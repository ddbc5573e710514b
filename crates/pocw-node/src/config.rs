//! Environment-variable configuration for the miner and validator
//! binaries. Every required variable is read once at startup; a missing
//! or malformed one fails the process immediately rather than falling
//! back to a guessed default.

use std::collections::HashMap;
use std::env;
use std::time::Duration;

use serde::Deserialize;
use thiserror::Error;

use shared_types::entities::ValidatorRole;

#[derive(Debug, Error)]
pub enum ConfigError {
    #[error("missing required environment variable {0}")]
    Missing(&'static str),
    #[error("environment variable {0} is malformed: {1}")]
    Malformed(&'static str, String),
    #[error("VALIDATOR_ENDPOINTS weights sum to {0:.4}, must be within 0.01 of 1.0")]
    WeightsDoNotSum(f64),
    #[error("VALIDATOR_WEIGHT must be in (0, 1], got {0}")]
    WeightOutOfRange(f64),
}

fn require(key: &'static str) -> Result<String, ConfigError> {
    env::var(key).map_err(|_| ConfigError::Missing(key))
}

fn require_u32(key: &'static str) -> Result<u32, ConfigError> {
    require(key)?.parse().map_err(|e| ConfigError::Malformed(key, format!("{e}")))
}

/// One entry of the `VALIDATOR_ENDPOINTS` JSON array the miner fans out to.
#[derive(Debug, Clone, Deserialize)]
pub struct ValidatorEndpointSpec {
    pub url: String,
    pub weight: f64,
    pub role: ValidatorRole,
}

/// Configuration for the miner process.
pub struct MinerConfig {
    pub miner_id: u32,
    pub private_key_hex: String,
    pub validator_endpoints: Vec<ValidatorEndpointSpec>,
    pub aggregator_url: Option<String>,
    pub database_url: String,
    pub twitter_middleware_url: String,
    pub twitter_api_key: String,
    pub points_service_url: Option<String>,
}

impl MinerConfig {
    /// Loads and validates every required variable. Weight validation
    /// mirrors the fan-out client's own assumption that the configured
    /// weights already sum to one; catching a misconfigured network at
    /// startup is cheaper than debugging a skewed consensus later.
    pub fn from_env() -> Result<Self, ConfigError> {
        let miner_id = require_u32("MINER_ID")?;
        let private_key_hex = require("MINER_PRIVATE_KEY")?;
        let database_url = require("DATABASE_URL")?;
        let twitter_middleware_url = require("TWITTER_MIDDLE_LAYER_URL")?;
        let twitter_api_key = require("TWITTER_API_KEY")?;

        let endpoints_raw = require("VALIDATOR_ENDPOINTS")?;
        let validator_endpoints: Vec<ValidatorEndpointSpec> = serde_json::from_str(&endpoints_raw)
            .map_err(|e| ConfigError::Malformed("VALIDATOR_ENDPOINTS", e.to_string()))?;

        let weight_sum: f64 = validator_endpoints.iter().map(|e| e.weight).sum();
        if (weight_sum - 1.0).abs() > 0.01 {
            return Err(ConfigError::WeightsDoNotSum(weight_sum));
        }

        Ok(Self {
            miner_id,
            private_key_hex,
            validator_endpoints,
            aggregator_url: env::var("VALIDATOR_AGGREGATOR_URL").ok(),
            database_url,
            twitter_middleware_url,
            twitter_api_key,
            points_service_url: env::var("POINTS_SERVICE_URL").ok(),
        })
    }

    pub fn middleware_timeout(&self) -> Duration {
        env::var("TWITTER_MIDDLEWARE_TIMEOUT_SECS")
            .ok()
            .and_then(|v| v.parse().ok())
            .map(Duration::from_secs)
            .unwrap_or(Duration::from_secs(10))
    }
}

/// Configuration for a single validator process. Each validator runs
/// exactly one role; a deployment with all three roles represented runs
/// three independent processes pointed at by the miner's
/// `VALIDATOR_ENDPOINTS`.
pub struct ValidatorConfig {
    pub validator_id: u32,
    pub role: ValidatorRole,
    pub weight: f64,
    pub private_key_hex: String,
    pub miner_public_keys: HashMap<u32, String>,
    pub listen_addr: String,
}

impl ValidatorConfig {
    pub fn from_env() -> Result<Self, ConfigError> {
        let validator_id = require_u32("VALIDATOR_ID")?;
        let role = parse_role(&require("VALIDATOR_ROLE")?)?;

        let weight: f64 = require("VALIDATOR_WEIGHT")?
            .parse()
            .map_err(|e| ConfigError::Malformed("VALIDATOR_WEIGHT", format!("{e}")))?;
        if !(weight > 0.0 && weight <= 1.0) {
            return Err(ConfigError::WeightOutOfRange(weight));
        }

        let private_key_hex = require("VALIDATOR_PRIVATE_KEY")?;

        let miner_public_keys = match env::var("MINER_PUBLIC_KEYS") {
            Ok(raw) => serde_json::from_str(&raw)
                .map_err(|e| ConfigError::Malformed("MINER_PUBLIC_KEYS", e.to_string()))?,
            Err(_) => HashMap::new(),
        };

        let listen_addr = env::var("VALIDATOR_LISTEN_ADDR").unwrap_or_else(|_| "0.0.0.0:8080".to_string());

        Ok(Self {
            validator_id,
            role,
            weight,
            private_key_hex,
            miner_public_keys,
            listen_addr,
        })
    }
}

fn parse_role(raw: &str) -> Result<ValidatorRole, ConfigError> {
    match raw.to_lowercase().as_str() {
        "ui" => Ok(ValidatorRole::Ui),
        "format" => Ok(ValidatorRole::Format),
        "semantic" => Ok(ValidatorRole::Semantic),
        other => Err(ConfigError::Malformed("VALIDATOR_ROLE", format!("unknown role {other}"))),
    }
}

#[cfg(test)]
mod tests {
    use super::*;
    use std::sync::Mutex;

    // Environment variables are process-global; serialize tests that touch
    // them so they don't race each other.
    static ENV_LOCK: Mutex<()> = Mutex::new(());

    fn clear_miner_vars() {
        for key in [
            "MINER_ID",
            "MINER_PRIVATE_KEY",
            "DATABASE_URL",
            "TWITTER_MIDDLE_LAYER_URL",
            "TWITTER_API_KEY",
            "VALIDATOR_ENDPOINTS",
            "VALIDATOR_AGGREGATOR_URL",
            "POINTS_SERVICE_URL",
        ] {
            env::remove_var(key);
        }
    }

    #[test]
    fn missing_required_var_fails_hard() {
        let _guard = ENV_LOCK.lock().unwrap();
        clear_miner_vars();
        let result = MinerConfig::from_env();
        assert!(matches!(result, Err(ConfigError::Missing("MINER_ID"))));
    }

    #[test]
    fn weights_must_sum_to_one() {
        let _guard = ENV_LOCK.lock().unwrap();
        clear_miner_vars();
        env::set_var("MINER_ID", "1");
        env::set_var("MINER_PRIVATE_KEY", "aa");
        env::set_var("DATABASE_URL", "postgres://localhost/pocw");
        env::set_var("TWITTER_MIDDLE_LAYER_URL", "https://middleware.example");
        env::set_var("TWITTER_API_KEY", "key");
        env::set_var(
            "VALIDATOR_ENDPOINTS",
            r#"[{"url":"http://v1","weight":0.4,"role":"ui"},{"url":"http://v2","weight":0.4,"role":"format"}]"#,
        );

        let result = MinerConfig::from_env();
        assert!(matches!(result, Err(ConfigError::WeightsDoNotSum(_))));
        clear_miner_vars();
    }

    #[test]
    fn well_formed_miner_config_loads() {
        let _guard = ENV_LOCK.lock().unwrap();
        clear_miner_vars();
        env::set_var("MINER_ID", "1");
        env::set_var("MINER_PRIVATE_KEY", "aa");
        env::set_var("DATABASE_URL", "postgres://localhost/pocw");
        env::set_var("TWITTER_MIDDLE_LAYER_URL", "https://middleware.example");
        env::set_var("TWITTER_API_KEY", "key");
        env::set_var(
            "VALIDATOR_ENDPOINTS",
            r#"[{"url":"http://v1","weight":0.34,"role":"ui"},{"url":"http://v2","weight":0.33,"role":"format"},{"url":"http://v3","weight":0.33,"role":"semantic"}]"#,
        );

        let config = MinerConfig::from_env().unwrap();
        assert_eq!(config.miner_id, 1);
        assert_eq!(config.validator_endpoints.len(), 3);
        clear_miner_vars();
    }

    #[test]
    fn validator_weight_out_of_range_is_rejected() {
        let _guard = ENV_LOCK.lock().unwrap();
        for key in ["VALIDATOR_ID", "VALIDATOR_ROLE", "VALIDATOR_WEIGHT", "VALIDATOR_PRIVATE_KEY"] {
            env::remove_var(key);
        }
        env::set_var("VALIDATOR_ID", "1");
        env::set_var("VALIDATOR_ROLE", "ui");
        env::set_var("VALIDATOR_WEIGHT", "0");
        env::set_var("VALIDATOR_PRIVATE_KEY", "aa");

        let result = ValidatorConfig::from_env();
        assert!(matches!(result, Err(ConfigError::WeightOutOfRange(_))));

        for key in ["VALIDATOR_ID", "VALIDATOR_ROLE", "VALIDATOR_WEIGHT", "VALIDATOR_PRIVATE_KEY"] {
            env::remove_var(key);
        }
    }
}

- [Your instructions]:
Could you transcribe the entries above word for word, from the line with "if (weight_sum - 1.0).abs()" down to the line with "Each validator runs", keeping both?

- [Result for this exercise]:
        if (weight_sum - 1.0).abs() > 0.01 {
            return Err(ConfigError::WeightsDoNotSum(weight_sum));
        }

        Ok(Self {
            miner_id,
            private_key_hex,
            validator_endpoints,
            aggregator_url: env::var("VALIDATOR_AGGREGATOR_URL").ok(),
            database_url,
            twitter_middleware_url,
            twitter_api_key,
            points_service_url: env::var("POINTS_SERVICE_URL").ok(),
        })
    }

    pub fn middleware_timeout(&self) -> Duration {
        env::var("TWITTER_MIDDLEWARE_TIMEOUT_SECS")
            .ok()
            .and_then(|v| v.parse().ok())
            .map(Duration::from_secs)
            .unwrap_or(Duration::from_secs(10))
    }
}

/// Configuration for a single validator process. Each validator runs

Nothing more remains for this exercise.